=== Section Start ===
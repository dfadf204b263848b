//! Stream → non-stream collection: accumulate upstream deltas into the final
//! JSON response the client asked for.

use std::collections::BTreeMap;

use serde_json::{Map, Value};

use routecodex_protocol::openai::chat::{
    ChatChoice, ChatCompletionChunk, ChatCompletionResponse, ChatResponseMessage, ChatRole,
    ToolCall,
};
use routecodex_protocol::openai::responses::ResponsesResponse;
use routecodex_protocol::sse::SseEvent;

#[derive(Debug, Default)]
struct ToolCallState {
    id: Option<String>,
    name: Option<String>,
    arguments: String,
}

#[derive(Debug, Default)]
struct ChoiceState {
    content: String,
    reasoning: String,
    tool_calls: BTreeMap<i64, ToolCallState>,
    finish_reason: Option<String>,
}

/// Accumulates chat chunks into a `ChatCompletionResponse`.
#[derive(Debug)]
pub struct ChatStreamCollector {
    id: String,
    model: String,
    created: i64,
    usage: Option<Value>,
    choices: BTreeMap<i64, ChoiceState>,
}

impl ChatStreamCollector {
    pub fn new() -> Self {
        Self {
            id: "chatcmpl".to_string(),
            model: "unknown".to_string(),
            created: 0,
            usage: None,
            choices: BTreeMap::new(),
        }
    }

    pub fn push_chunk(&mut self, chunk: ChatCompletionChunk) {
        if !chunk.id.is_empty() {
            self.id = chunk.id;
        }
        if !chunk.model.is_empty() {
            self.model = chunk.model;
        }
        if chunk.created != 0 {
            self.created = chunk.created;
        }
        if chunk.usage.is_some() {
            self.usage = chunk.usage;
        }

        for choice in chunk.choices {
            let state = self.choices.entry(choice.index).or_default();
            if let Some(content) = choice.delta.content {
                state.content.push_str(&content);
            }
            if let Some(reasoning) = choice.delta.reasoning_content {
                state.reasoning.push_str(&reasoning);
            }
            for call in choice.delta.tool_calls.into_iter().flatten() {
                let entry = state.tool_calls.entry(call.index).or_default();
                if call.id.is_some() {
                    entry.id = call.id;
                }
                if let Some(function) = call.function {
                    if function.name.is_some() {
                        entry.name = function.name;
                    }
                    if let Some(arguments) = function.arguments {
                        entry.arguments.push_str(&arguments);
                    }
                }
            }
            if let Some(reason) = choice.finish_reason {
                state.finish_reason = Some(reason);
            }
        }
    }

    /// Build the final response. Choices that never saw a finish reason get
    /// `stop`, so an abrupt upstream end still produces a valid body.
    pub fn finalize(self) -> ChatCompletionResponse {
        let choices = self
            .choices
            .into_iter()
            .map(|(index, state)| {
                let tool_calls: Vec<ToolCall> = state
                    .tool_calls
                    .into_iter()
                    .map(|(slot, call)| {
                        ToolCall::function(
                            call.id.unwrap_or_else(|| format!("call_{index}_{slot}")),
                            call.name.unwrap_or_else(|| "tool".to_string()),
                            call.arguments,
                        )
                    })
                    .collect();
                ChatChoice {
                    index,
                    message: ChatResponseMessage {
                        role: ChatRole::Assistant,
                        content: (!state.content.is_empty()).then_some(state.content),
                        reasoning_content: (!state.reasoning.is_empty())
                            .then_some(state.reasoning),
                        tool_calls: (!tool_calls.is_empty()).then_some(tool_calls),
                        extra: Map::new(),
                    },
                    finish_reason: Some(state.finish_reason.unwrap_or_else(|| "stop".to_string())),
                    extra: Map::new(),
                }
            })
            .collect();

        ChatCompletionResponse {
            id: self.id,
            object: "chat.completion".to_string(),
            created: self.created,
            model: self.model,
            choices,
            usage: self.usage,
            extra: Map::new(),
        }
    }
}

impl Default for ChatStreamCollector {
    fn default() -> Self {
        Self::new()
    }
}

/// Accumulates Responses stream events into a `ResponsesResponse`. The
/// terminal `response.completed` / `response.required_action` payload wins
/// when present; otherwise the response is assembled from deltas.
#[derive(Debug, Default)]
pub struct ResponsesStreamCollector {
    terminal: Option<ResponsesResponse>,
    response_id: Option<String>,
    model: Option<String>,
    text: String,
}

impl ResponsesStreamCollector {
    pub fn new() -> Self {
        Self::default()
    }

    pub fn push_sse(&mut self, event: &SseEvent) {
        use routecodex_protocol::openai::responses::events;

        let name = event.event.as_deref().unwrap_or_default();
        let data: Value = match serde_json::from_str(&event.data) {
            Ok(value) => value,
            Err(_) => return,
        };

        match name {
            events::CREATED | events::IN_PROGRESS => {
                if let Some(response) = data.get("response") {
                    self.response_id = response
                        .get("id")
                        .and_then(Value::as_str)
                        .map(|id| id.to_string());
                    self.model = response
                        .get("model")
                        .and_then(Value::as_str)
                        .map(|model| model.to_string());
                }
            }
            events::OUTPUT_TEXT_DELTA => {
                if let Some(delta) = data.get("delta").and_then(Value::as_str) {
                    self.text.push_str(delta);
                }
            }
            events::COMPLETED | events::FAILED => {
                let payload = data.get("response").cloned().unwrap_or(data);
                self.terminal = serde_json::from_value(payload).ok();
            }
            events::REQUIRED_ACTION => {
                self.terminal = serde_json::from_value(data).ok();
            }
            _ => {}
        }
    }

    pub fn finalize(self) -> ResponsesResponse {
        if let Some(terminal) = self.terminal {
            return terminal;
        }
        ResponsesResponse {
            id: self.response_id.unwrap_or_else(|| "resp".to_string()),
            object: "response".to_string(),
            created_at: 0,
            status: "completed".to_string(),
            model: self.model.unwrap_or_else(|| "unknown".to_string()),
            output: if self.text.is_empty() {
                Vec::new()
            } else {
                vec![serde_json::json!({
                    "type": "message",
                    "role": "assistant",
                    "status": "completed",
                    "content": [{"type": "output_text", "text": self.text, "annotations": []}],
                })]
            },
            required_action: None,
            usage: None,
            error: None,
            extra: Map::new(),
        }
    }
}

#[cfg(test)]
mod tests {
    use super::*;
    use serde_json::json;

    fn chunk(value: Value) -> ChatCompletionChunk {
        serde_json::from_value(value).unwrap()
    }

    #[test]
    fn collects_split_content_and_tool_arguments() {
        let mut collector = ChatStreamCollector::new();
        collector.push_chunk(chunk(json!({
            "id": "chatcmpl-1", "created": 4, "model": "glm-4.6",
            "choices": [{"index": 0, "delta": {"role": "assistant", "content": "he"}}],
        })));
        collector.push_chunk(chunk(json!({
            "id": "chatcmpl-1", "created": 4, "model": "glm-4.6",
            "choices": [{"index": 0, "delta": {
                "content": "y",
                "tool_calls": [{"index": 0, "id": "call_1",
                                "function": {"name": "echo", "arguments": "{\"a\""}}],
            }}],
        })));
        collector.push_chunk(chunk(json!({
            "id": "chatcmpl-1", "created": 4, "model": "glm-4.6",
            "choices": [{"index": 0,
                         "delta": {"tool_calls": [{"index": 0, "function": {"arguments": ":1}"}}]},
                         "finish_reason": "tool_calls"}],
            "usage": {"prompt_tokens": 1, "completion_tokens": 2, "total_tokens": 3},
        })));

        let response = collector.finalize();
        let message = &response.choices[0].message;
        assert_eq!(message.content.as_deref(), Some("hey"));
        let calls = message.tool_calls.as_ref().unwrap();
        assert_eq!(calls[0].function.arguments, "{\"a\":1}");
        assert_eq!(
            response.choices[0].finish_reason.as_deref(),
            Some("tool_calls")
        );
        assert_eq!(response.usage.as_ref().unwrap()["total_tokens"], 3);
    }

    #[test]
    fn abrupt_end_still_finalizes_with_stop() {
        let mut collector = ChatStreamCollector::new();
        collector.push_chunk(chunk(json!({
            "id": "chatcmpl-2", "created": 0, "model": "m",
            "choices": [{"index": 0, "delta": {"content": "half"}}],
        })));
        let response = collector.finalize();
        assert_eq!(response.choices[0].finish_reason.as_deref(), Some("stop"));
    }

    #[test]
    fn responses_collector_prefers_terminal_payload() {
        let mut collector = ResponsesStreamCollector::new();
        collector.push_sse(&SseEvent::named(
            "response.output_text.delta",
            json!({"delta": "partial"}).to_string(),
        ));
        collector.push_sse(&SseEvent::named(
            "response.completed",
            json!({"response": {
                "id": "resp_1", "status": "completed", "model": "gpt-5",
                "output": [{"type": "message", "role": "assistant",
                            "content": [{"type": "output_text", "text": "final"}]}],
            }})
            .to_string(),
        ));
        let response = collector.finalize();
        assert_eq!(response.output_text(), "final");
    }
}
=== Section End ===
EXERCISE GOAL -> Look for the word "ToolCallState" throughout the material above and copy every line that has it.

COMPLETED TASK ->
struct ToolCallState {
    tool_calls: BTreeMap<i64, ToolCallState>,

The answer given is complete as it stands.